There are quite a few Scorsese films which I prefer to Raging Bull - such as Goodfellas, Casino and the strangely underrated After Hours, which might be my personal favourite of his - but I've always felt that Raging Bull is 'objectively' his greatest work, and will be acknowledged as the pinnacle of his career after he dies. I'm not entirely sure why I feel so certain about this, but I am.
Qrazy
08-28-2008, 03:22 PM
Dead Man is so much better than Raging Bull, it hurts.
Jarmusch isn't fit to be Scorsese's waterboy.
Grouchy
08-28-2008, 03:37 PM
Dead Man is so much better than Raging Bull, it hurts.
Hahah! Hahahah!
No.
balmakboor
08-28-2008, 05:05 PM
Jarmusch isn't fit to be Scorsese's waterboy.
I disagree. But the two are so different that I found the comparison absurd to begin with.
balmakboor
08-28-2008, 05:07 PM
I'd like to read that. Is that the analysis which interpreted Jake as a repressed homosexual or something? Apparently Scorsese read it and said it was spot-on.
It's not quite as black and white as Jake being a repressed homosexual, but, yes, that's the piece. And yes, Scorsese read it and agreed with it.
DavidSeven
09-01-2008, 03:58 PM
I like Dead Man, but it's not even in the same stratosphere as Raging Bull in terms of vision and cinematic acheivment.
baby doll
09-02-2008, 04:11 AM
I like Dead Man, but it's not even in the same stratosphere as Raging Bull in terms of vision and cinematic acheivment.I guess that depends on what you mean by vision and cinematic achievement. If by vision you mean a film's scope, the subject of Jarmusch's film is the destruction of the American landscape and its indiginous people by European capitalism. Scorsese's film is about how Jake LaMotta's sexual insecurities manifest themselves in his professional and private life. And if by cinematic achievement, you mean their sounds and images, I find Scorsese's Peckinpah-derived slow motion stylization of violence less impressive than the slow, medidative rhythms, dreamlike camera movements (particularly in two scenes towards the beginning and end of the film that are made to rhyme: Johnny Depp walking through the town of Machine and being carried through a Native American village) and electric guitar music in Jarmusch's film. Dead Man has more resonance and it's more beautiful.
transmogrifier
09-02-2008, 05:05 AM
I like Dead Man, but it's not even in the same stratosphere as Raging Bull in terms of vision and cinematic acheivment.

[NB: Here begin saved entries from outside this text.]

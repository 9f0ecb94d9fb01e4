use chrono::Utc;
use contracts::domain::a001_merchant_account::aggregate::MerchantAccountId;
use contracts::domain::a006_catalog_product::aggregate::{
    CatalogProduct, CatalogProductId, StockRecord,
};
use contracts::domain::common::{BaseAggregate, EntityMetadata};
use serde::{Deserialize, Serialize};
use uuid::Uuid;

use sea_orm::entity::prelude::*;
use sea_orm::{ColumnTrait, EntityTrait, QueryFilter, Set};

use crate::shared::data::db::get_connection;

#[derive(Clone, Debug, PartialEq, DeriveEntityModel, Serialize, Deserialize)]
#[sea_orm(table_name = "a006_catalog_product")]
pub struct Model {
    #[sea_orm(primary_key, auto_increment = false)]
    pub id: String,
    pub code: String,
    pub description: String,
    pub comment: Option<String>,
    pub upc: Option<String>,
    pub brand: Option<String>,
    pub is_deleted: bool,
    pub created_at: Option<chrono::DateTime<chrono::Utc>>,
    pub updated_at: Option<chrono::DateTime<chrono::Utc>>,
    pub version: i32,
}

#[derive(Copy, Clone, Debug, EnumIter, DeriveRelation)]
pub enum Relation {}

impl ActiveModelBehavior for ActiveModel {}

pub mod stock_record {
    use sea_orm::entity::prelude::*;
    use serde::{Deserialize, Serialize};

    #[derive(Clone, Debug, PartialEq, DeriveEntityModel, Serialize, Deserialize)]
    #[sea_orm(table_name = "a006_stock_record")]
    pub struct Model {
        #[sea_orm(primary_key, auto_increment = false)]
        pub id: String,
        pub product: String,
        pub merchant: Option<String>,
        pub partner_sku: String,
        pub num_in_stock: i32,
        pub num_allocated: i32,
    }

    #[derive(Copy, Clone, Debug, EnumIter, DeriveRelation)]
    pub enum Relation {}

    impl ActiveModelBehavior for ActiveModel {}
}

impl From<Model> for CatalogProduct {
    fn from(m: Model) -> Self {
        let metadata = EntityMetadata {
            created_at: m.created_at.unwrap_or_else(Utc::now),
            updated_at: m.updated_at.unwrap_or_else(Utc::now),
            is_deleted: m.is_deleted,
            version: m.version,
        };
        let uuid = Uuid::parse_str(&m.id).unwrap_or_else(|_| Uuid::new_v4());

        CatalogProduct {
            base: BaseAggregate::with_metadata(
                CatalogProductId(uuid),
                m.code,
                m.description,
                m.comment.clone(),
                metadata,
            ),
            upc: m.upc,
            brand: m.brand,
        }
    }
}

fn stock_record_from_model(m: stock_record::Model) -> Option<StockRecord> {
    let id = Uuid::parse_str(&m.id).ok()?;
    let product = Uuid::parse_str(&m.product).ok()?;
    Some(StockRecord {
        id,
        product: CatalogProductId(product),
        merchant: m
            .merchant
            .as_deref()
            .and_then(|v| Uuid::parse_str(v).ok())
            .map(MerchantAccountId),
        partner_sku: m.partner_sku,
        num_in_stock: m.num_in_stock,
        num_allocated: m.num_allocated,
    })
}

fn conn() -> &'static DatabaseConnection {
    get_connection()
}

pub async fn get_by_id(id: Uuid) -> anyhow::Result<Option<CatalogProduct>> {
    let result = Entity::find_by_id(id.to_string()).one(conn()).await?;
    Ok(result.map(Into::into))
}

pub async fn insert(aggregate: &CatalogProduct) -> anyhow::Result<Uuid> {
    let uuid = aggregate.base.id.value();
    let active = ActiveModel {
        id: Set(uuid.to_string()),
        code: Set(aggregate.base.code.clone()),
        description: Set(aggregate.base.description.clone()),
        comment: Set(aggregate.base.comment.clone()),
        upc: Set(aggregate.upc.clone()),
        brand: Set(aggregate.brand.clone()),
        is_deleted: Set(aggregate.base.metadata.is_deleted),
        created_at: Set(Some(aggregate.base.metadata.created_at)),
        updated_at: Set(Some(aggregate.base.metadata.updated_at)),
        version: Set(aggregate.base.metadata.version),
    };
    active.insert(conn()).await?;
    Ok(uuid)
}

/// Stock record for a product under a specific merchant; merchant-less
/// records never match a merchant-scoped lookup
pub async fn get_stock_record(
    product: CatalogProductId,
    merchant: MerchantAccountId,
) -> anyhow::Result<Option<StockRecord>> {
    let row = stock_record::Entity::find()
        .filter(stock_record::Column::Product.eq(product.value().to_string()))
        .filter(stock_record::Column::Merchant.eq(merchant.value().to_string()))
        .one(conn())
        .await?;
    Ok(row.and_then(stock_record_from_model))
}

fn stock_record_to_active(record: &StockRecord) -> stock_record::ActiveModel {
    stock_record::ActiveModel {
        id: Set(record.id.to_string()),
        product: Set(record.product.value().to_string()),
        merchant: Set(record.merchant.map(|m| m.value().to_string())),
        partner_sku: Set(record.partner_sku.clone()),
        num_in_stock: Set(record.num_in_stock),
        num_allocated: Set(record.num_allocated),
    }
}

pub async fn insert_stock_record(record: &StockRecord) -> anyhow::Result<()> {
    stock_record_to_active(record).insert(conn()).await?;
    Ok(())
}

pub async fn update_stock_record(record: &StockRecord) -> anyhow::Result<()> {
    stock_record_to_active(record).update(conn()).await?;
    Ok(())
}
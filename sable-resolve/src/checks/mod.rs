//! Signature compatibility checks.
//!
//! Auxiliary per-declaration checks that share the graph's vocabulary but
//! are independent of resolution results, and of each other: one
//! declaration's violation never blocks checking the rest.
//!
//! - [`readonly`] - read-only-reference marker consistency
//! - [`receiver`] - extension receiver shape
//! - [`operators`] - operand defaultability for operators

mod operators;
mod readonly;
mod receiver;

pub use operators::{
    check_operator_operand, DefaultOperandRejected, Operand, OperatorApp, OperatorKind,
};
pub use readonly::{check_readonly_markers, InconsistentReadOnlyMarker};
pub use receiver::{
    check_extension_receiver, ExtensionDecl, InvalidExtensionReceiver, ReceiverRejection,
};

Cinematic acheivement is subjective, so I'll let that slide, but on the subject of vision, I'd venture that you are fundamentally, objectively wrong.
Ezee E
09-03-2008, 09:03 PM
People are comparing Dead Man and Raging Bull?
Might as well throw in The 39 Steps then. That's B&W too you know.
Yxklyx
09-03-2008, 09:48 PM
Raging Bull > Fred Ott's Sneeze
baby doll
09-04-2008, 04:15 AM
People are comparing Dead Man and Raging Bull?
Might as well throw in The 39 Steps then. That's B&W too you know.I simply meant to contrast a nominally challenging mainstream feature with several independent ones, one of which happened to be Dead Man.